Records from a dataset
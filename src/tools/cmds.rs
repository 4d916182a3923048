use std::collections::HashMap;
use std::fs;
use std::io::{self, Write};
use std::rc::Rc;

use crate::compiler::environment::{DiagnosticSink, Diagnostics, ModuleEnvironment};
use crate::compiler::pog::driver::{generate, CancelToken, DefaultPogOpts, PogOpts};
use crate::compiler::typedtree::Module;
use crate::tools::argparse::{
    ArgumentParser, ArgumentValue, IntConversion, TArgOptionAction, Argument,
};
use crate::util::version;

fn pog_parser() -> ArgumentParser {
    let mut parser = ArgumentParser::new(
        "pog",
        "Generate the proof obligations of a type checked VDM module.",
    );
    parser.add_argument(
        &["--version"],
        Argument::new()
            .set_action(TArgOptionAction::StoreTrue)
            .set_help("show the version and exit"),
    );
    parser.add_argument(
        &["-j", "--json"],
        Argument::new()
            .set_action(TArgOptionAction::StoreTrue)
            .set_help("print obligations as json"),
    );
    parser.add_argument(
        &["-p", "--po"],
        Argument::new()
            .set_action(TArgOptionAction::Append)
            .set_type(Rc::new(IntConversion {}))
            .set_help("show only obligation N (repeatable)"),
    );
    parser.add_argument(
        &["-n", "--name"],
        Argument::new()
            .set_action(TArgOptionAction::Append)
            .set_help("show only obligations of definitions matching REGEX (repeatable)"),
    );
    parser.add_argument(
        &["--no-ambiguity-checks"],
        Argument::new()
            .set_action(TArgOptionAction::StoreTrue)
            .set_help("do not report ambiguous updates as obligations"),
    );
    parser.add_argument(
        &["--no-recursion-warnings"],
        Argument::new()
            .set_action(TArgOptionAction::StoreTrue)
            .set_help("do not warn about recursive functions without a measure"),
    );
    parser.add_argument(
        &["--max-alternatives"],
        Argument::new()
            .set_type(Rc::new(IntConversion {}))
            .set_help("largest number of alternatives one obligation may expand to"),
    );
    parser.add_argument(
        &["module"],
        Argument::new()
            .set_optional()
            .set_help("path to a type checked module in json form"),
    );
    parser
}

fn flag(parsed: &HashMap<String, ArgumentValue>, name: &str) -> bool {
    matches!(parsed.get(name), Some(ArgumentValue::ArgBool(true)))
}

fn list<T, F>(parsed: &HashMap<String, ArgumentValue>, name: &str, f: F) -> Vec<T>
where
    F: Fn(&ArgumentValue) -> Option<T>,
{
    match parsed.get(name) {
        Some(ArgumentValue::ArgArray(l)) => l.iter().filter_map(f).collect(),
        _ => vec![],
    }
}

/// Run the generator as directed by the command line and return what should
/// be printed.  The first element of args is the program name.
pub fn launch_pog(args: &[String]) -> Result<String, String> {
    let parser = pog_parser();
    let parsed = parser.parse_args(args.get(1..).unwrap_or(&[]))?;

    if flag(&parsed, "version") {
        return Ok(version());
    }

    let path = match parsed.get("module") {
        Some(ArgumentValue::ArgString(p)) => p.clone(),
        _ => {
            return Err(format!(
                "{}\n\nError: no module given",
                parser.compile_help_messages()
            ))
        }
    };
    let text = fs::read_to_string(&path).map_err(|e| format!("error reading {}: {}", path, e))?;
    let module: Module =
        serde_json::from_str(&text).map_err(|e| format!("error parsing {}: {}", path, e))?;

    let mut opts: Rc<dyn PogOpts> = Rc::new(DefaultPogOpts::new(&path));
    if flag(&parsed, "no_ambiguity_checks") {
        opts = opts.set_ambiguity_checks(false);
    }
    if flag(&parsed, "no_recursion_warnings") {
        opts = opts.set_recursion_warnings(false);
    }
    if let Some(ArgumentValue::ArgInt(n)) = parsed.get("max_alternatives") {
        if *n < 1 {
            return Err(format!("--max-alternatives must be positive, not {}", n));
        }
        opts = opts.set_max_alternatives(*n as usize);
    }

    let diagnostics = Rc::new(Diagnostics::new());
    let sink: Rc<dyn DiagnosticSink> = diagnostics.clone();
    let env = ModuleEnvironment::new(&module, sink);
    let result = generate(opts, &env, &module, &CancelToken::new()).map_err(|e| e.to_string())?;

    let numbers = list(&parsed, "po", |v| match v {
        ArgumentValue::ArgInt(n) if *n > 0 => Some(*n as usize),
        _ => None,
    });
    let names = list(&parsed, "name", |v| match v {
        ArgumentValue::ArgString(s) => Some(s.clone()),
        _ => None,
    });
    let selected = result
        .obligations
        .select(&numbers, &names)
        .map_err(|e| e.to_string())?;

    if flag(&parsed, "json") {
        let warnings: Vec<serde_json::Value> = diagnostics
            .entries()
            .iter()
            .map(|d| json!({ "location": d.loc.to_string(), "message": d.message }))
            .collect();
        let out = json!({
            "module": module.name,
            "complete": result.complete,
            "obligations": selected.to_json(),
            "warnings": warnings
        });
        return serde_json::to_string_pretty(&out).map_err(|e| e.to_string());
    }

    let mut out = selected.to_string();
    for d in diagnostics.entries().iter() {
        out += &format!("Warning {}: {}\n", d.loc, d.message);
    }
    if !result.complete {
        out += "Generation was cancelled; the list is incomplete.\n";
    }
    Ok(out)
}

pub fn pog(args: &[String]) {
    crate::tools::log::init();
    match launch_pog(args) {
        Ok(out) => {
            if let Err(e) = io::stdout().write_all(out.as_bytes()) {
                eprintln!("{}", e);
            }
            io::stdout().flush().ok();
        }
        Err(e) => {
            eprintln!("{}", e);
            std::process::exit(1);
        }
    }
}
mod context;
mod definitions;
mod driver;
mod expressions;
...
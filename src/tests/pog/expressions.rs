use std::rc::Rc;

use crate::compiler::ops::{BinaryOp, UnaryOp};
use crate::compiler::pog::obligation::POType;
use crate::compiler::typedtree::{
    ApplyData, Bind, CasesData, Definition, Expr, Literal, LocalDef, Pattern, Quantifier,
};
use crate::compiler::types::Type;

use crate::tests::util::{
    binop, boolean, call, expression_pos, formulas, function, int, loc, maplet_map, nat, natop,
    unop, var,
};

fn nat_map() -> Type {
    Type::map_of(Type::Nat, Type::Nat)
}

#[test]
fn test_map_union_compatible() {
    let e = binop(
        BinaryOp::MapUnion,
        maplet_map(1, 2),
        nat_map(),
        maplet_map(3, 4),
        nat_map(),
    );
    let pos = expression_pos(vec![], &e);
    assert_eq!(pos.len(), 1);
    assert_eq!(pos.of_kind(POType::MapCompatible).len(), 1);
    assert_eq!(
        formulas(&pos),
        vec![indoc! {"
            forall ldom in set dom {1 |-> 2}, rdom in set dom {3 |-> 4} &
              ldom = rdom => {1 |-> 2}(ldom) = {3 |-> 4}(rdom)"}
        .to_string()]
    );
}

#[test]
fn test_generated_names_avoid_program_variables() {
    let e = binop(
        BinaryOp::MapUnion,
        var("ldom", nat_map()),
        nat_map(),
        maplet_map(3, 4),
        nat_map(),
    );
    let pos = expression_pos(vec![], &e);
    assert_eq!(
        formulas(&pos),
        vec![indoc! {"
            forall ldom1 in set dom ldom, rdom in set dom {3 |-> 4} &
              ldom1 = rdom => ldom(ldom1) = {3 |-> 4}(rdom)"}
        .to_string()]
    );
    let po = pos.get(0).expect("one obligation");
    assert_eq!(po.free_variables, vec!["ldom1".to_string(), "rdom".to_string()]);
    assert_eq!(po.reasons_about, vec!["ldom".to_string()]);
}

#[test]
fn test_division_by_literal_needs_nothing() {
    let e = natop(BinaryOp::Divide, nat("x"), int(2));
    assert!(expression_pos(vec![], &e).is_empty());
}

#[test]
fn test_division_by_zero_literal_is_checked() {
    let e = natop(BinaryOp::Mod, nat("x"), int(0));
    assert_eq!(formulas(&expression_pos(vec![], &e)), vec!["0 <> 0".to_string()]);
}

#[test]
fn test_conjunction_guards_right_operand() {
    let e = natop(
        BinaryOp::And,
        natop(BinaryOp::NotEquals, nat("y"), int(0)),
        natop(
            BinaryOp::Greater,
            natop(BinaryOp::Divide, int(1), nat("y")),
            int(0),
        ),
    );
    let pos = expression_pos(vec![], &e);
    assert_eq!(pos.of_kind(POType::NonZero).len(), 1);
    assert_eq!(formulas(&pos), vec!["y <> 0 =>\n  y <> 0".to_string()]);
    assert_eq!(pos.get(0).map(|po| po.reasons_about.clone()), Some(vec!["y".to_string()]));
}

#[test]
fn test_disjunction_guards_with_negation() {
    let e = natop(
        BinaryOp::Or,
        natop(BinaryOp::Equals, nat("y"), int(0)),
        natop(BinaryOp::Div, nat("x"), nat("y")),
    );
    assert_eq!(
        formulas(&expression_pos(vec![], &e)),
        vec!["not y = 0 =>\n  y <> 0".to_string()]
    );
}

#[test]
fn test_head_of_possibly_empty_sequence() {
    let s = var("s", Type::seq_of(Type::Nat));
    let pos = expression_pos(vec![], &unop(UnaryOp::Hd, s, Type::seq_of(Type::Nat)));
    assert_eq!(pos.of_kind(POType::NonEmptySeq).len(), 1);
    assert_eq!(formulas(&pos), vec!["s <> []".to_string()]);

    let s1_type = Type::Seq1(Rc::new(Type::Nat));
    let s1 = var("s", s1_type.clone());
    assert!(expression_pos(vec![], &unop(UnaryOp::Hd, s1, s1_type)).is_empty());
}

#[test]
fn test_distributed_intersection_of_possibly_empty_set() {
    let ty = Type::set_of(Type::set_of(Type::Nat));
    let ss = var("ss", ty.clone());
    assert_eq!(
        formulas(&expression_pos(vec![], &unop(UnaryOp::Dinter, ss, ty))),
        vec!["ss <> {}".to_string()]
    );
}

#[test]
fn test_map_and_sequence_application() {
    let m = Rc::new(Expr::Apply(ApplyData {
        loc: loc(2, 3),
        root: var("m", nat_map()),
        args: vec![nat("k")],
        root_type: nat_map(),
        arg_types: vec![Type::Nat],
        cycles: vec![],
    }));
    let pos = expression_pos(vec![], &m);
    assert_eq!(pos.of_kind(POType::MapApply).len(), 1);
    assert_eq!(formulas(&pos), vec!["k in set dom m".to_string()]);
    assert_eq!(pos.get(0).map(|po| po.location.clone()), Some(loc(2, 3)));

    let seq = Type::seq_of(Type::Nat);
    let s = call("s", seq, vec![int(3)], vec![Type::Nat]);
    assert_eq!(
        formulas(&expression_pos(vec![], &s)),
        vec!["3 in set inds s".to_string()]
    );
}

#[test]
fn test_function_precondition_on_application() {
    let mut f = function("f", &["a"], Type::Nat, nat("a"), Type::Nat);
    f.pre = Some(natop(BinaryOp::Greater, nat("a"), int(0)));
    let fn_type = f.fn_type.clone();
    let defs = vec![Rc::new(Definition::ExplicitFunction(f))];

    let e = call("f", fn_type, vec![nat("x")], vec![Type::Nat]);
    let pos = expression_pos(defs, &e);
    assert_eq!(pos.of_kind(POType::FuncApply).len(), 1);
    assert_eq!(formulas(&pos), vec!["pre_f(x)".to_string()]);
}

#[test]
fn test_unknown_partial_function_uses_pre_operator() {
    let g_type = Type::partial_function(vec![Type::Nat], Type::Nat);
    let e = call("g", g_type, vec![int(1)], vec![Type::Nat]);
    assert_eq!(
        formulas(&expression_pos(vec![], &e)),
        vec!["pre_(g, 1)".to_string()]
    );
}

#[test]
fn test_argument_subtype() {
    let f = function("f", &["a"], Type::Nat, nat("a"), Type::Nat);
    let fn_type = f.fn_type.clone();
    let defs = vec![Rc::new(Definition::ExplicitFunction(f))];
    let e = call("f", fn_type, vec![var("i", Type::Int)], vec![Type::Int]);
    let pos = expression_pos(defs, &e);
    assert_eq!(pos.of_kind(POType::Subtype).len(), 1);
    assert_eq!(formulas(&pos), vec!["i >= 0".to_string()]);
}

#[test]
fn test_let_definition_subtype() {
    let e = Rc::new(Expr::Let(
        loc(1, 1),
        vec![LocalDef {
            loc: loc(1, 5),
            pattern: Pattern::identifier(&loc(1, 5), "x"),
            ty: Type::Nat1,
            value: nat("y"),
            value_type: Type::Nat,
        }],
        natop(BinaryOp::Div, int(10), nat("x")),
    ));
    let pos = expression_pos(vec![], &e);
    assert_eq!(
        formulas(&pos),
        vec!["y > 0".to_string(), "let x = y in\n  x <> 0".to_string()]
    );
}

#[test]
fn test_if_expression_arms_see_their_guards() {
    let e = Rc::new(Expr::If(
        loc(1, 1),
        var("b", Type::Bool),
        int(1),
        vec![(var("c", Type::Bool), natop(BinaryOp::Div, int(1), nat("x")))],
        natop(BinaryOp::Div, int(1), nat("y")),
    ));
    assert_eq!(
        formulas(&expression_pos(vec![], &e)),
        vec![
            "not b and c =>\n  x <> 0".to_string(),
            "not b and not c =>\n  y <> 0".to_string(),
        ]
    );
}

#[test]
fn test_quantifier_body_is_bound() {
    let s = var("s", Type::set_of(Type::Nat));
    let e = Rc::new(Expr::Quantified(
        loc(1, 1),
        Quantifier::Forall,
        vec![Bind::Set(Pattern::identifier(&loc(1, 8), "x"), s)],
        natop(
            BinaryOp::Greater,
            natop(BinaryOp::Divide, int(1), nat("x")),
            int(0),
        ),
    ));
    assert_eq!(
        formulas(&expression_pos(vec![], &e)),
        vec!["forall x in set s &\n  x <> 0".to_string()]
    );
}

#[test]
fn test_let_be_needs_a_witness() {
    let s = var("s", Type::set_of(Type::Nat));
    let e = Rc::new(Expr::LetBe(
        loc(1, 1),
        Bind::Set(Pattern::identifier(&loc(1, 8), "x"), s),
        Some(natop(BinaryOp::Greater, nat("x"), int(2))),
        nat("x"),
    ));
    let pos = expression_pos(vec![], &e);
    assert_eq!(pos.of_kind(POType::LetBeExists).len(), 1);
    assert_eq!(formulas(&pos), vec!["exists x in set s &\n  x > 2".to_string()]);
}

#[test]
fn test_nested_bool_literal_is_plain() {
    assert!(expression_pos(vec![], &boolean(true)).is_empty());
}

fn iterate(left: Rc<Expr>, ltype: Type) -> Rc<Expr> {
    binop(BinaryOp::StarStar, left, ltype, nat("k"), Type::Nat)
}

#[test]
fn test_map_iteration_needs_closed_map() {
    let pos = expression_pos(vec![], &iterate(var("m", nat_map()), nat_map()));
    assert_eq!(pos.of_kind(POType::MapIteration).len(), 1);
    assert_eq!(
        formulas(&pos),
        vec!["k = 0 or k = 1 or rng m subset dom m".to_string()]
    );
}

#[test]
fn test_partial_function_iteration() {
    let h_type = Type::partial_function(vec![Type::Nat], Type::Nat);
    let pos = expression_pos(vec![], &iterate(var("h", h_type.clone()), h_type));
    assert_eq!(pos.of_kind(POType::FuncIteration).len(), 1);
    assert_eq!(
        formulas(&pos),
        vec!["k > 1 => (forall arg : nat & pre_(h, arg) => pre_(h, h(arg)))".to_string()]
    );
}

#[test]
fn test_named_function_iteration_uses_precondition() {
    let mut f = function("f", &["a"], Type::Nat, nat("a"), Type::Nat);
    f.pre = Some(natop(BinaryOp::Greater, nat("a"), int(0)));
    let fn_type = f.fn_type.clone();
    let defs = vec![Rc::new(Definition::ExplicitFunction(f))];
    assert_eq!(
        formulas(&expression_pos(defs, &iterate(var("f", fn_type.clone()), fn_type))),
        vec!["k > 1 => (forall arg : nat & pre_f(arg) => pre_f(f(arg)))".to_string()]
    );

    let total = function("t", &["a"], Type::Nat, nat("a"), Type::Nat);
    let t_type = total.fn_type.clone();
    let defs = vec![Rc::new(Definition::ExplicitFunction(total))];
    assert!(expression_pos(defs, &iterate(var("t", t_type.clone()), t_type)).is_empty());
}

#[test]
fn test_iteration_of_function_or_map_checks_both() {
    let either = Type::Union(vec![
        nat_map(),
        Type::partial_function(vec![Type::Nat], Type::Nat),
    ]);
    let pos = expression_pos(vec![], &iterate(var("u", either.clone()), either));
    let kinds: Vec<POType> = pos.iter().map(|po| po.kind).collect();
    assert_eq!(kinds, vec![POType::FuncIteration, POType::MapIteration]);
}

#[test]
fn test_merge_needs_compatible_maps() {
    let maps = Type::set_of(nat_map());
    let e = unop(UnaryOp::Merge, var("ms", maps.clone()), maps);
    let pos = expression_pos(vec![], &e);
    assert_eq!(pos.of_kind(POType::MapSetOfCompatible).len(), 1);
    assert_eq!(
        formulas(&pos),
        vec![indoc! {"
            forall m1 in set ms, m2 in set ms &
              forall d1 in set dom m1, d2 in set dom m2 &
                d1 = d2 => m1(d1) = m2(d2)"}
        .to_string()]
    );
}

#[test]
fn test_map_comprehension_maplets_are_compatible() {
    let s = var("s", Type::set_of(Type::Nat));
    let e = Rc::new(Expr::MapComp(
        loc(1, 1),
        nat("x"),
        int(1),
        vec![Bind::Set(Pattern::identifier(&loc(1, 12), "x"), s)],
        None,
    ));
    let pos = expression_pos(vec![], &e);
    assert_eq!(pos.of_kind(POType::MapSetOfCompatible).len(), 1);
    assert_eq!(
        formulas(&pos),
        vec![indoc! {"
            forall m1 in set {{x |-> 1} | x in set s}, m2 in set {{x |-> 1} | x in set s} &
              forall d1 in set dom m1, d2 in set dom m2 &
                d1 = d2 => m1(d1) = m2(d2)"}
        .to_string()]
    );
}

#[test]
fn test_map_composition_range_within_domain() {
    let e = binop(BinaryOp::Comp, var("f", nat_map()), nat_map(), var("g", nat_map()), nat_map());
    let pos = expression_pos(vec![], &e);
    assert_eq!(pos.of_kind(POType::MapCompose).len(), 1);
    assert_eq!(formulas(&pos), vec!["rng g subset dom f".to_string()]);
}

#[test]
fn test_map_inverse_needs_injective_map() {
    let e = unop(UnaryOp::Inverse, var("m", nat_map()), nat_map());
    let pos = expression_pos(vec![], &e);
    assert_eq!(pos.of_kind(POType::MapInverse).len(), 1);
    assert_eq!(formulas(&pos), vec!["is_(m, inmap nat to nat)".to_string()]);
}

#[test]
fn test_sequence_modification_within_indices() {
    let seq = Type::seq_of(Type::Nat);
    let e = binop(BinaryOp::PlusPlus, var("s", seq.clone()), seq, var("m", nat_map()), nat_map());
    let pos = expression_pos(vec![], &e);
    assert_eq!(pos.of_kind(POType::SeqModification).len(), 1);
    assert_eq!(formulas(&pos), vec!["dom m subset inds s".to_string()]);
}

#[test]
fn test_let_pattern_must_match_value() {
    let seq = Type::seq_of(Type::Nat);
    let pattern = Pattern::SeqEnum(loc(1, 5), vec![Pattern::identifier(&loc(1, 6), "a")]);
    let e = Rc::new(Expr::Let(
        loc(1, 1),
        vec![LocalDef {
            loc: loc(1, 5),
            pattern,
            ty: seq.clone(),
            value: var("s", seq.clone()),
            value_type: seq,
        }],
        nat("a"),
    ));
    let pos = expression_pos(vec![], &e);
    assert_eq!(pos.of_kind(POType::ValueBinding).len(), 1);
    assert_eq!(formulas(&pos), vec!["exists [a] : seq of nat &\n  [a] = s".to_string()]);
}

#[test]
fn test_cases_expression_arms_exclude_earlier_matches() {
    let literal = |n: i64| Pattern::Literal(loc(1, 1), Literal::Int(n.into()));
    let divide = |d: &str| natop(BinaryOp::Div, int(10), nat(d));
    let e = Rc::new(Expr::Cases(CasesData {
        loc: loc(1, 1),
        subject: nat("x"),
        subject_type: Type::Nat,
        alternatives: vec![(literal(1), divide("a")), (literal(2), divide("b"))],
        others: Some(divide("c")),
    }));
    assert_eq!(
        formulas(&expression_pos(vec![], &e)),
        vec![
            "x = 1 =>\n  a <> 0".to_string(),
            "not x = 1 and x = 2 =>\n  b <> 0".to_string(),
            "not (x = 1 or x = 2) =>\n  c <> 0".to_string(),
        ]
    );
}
---
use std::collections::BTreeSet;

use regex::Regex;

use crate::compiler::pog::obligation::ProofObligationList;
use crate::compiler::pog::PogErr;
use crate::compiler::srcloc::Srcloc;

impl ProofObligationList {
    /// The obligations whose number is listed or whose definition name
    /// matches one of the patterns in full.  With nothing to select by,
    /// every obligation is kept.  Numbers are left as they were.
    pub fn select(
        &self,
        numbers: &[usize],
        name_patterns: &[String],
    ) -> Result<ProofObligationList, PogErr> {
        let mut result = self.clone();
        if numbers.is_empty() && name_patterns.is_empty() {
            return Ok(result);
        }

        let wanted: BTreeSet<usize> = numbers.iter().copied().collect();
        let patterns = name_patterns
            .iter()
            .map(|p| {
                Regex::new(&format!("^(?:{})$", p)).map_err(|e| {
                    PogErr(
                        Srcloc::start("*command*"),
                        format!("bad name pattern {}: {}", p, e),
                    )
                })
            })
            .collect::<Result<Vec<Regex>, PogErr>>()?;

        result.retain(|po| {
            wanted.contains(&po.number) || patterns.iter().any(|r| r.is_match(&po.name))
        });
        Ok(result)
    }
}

**Directions for this task**:
Reproduce each line of the records in which "ArgString" appears.

**Finished task**:
        Some(ArgumentValue::ArgString(p)) => p.clone(),
        ArgumentValue::ArgString(s) => Some(s.clone()),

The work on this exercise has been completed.